[Stored data]

────────────────────────────────────────

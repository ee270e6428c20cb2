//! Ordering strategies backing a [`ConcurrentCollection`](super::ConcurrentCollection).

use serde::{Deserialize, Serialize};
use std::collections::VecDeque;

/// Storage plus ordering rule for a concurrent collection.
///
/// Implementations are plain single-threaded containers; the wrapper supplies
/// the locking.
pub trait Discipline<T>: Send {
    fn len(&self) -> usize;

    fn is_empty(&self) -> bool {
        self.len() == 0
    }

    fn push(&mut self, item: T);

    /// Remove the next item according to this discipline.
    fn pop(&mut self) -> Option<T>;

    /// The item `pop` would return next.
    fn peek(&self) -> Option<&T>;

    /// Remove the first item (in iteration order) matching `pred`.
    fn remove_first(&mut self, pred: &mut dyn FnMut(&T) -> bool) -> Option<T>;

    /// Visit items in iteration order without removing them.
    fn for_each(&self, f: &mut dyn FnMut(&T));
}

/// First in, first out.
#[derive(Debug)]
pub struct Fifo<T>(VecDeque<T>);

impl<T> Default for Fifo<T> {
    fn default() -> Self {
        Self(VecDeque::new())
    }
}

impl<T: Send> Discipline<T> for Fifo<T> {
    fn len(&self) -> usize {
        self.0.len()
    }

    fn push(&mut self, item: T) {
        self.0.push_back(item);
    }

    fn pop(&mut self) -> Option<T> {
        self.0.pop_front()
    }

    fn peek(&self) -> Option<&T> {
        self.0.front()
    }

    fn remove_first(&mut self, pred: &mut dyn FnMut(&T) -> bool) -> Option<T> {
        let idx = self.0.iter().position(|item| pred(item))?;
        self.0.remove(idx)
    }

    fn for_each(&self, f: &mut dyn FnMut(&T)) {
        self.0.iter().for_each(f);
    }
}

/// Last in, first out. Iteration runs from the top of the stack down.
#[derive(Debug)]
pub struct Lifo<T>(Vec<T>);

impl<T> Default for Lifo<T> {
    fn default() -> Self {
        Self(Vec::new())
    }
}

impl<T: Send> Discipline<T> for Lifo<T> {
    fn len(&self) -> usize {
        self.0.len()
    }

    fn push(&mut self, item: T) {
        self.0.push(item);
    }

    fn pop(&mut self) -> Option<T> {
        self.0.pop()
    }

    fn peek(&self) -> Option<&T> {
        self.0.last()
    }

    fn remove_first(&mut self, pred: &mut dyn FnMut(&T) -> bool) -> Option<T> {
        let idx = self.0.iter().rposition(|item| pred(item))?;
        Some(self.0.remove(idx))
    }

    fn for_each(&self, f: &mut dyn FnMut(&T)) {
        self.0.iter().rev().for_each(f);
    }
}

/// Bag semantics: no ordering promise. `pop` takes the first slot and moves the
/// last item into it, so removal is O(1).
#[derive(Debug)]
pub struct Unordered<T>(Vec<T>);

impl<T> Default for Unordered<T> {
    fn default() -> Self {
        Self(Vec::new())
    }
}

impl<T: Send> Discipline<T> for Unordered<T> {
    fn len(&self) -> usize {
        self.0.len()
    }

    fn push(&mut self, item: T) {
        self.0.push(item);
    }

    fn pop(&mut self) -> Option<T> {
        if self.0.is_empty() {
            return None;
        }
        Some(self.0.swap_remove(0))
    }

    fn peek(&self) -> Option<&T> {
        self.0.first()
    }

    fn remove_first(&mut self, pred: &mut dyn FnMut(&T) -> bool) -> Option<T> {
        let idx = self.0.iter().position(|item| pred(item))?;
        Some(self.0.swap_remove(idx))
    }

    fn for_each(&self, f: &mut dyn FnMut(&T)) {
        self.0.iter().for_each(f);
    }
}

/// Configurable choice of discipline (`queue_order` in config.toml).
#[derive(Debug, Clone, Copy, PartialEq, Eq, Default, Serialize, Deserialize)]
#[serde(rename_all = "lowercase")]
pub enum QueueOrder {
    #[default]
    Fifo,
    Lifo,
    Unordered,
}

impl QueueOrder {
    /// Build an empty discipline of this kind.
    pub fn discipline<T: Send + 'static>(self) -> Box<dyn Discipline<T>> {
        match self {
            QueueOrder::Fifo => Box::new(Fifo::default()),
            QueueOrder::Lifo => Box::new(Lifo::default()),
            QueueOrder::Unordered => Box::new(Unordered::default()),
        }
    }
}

────────────────────────────────────────

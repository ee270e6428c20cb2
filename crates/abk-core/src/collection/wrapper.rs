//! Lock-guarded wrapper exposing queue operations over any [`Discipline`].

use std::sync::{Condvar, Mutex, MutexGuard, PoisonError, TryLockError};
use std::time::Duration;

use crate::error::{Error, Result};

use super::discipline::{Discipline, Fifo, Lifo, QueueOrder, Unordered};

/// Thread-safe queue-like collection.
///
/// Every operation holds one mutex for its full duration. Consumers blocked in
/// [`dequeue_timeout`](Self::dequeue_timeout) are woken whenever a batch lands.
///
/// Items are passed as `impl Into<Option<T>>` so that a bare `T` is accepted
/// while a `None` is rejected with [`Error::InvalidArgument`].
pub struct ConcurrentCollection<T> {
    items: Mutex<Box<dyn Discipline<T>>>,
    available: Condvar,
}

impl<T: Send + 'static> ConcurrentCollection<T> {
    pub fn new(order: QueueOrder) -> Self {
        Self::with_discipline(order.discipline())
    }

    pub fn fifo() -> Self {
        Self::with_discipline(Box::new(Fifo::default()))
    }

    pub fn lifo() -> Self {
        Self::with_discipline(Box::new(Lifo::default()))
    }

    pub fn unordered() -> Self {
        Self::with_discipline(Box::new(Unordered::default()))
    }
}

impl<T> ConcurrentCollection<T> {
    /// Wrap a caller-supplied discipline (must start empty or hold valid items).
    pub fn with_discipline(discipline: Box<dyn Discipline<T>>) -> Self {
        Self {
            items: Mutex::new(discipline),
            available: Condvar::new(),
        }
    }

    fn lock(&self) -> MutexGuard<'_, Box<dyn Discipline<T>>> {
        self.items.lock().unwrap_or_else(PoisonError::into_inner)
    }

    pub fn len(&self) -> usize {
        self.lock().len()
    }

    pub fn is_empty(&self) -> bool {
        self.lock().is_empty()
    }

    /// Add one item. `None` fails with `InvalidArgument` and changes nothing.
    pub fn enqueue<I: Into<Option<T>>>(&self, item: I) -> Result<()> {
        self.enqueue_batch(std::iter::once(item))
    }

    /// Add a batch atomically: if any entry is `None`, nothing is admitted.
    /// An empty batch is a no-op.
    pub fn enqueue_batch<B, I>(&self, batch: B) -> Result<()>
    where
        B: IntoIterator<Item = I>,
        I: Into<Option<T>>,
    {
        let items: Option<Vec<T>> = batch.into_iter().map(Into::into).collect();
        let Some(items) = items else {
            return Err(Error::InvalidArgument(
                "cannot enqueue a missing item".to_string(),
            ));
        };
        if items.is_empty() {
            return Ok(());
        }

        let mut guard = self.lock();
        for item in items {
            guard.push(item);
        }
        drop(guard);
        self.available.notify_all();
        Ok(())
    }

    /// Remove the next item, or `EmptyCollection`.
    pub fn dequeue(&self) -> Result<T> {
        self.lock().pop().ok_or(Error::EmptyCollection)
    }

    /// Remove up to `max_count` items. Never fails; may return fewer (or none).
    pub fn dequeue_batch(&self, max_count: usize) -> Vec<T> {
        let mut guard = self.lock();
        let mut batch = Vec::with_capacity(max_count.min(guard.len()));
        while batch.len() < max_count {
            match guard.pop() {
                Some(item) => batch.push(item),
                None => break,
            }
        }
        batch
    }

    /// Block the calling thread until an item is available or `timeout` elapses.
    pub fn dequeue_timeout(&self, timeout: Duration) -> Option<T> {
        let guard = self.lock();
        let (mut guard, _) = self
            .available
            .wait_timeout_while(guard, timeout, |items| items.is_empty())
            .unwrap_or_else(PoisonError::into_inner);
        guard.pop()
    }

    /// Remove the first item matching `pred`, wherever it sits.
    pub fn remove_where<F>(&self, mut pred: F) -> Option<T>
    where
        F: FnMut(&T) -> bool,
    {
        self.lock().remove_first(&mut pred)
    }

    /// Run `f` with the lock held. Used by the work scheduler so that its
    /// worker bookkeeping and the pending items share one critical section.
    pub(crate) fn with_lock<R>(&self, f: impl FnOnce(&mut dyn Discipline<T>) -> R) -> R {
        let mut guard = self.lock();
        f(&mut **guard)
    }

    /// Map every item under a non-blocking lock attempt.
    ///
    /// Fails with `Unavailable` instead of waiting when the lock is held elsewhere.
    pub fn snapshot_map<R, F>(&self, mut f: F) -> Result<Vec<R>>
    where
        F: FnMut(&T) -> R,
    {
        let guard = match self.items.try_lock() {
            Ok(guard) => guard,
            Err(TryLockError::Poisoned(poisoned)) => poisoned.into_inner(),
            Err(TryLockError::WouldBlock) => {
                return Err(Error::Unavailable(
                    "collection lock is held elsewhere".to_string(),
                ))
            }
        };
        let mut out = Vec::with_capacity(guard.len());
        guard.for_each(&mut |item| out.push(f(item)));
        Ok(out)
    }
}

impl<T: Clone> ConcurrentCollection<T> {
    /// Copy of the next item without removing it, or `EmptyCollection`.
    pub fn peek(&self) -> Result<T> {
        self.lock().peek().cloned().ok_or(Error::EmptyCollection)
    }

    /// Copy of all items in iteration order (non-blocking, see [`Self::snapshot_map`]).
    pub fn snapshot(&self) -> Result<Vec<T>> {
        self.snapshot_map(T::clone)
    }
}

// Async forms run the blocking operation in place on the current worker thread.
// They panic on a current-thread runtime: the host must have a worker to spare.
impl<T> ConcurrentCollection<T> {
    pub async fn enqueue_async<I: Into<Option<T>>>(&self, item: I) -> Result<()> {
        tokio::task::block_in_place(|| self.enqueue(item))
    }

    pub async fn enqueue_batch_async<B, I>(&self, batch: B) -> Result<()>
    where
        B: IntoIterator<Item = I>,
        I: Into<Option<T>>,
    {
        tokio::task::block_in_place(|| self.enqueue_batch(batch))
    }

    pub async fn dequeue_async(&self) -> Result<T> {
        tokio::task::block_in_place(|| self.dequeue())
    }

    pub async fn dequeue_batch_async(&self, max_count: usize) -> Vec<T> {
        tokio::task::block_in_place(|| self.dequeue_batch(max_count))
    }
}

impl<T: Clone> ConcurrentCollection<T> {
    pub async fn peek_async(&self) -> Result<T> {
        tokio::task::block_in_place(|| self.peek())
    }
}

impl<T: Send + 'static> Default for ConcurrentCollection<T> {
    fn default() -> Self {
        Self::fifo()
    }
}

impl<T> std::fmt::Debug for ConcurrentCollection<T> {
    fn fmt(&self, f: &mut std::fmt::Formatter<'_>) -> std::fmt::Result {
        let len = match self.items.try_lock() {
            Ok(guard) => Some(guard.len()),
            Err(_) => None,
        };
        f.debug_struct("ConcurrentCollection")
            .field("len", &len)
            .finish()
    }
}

────────────────────────────────────────

→ What you have to do
Look through the entries above. Copy out every line holding the word "that".

→ Answer for this exercise
/// Items are passed as `impl Into<Option<T>>` so that a bare `T` is accepted
    /// Run `f` with the lock held. Used by the work scheduler so that its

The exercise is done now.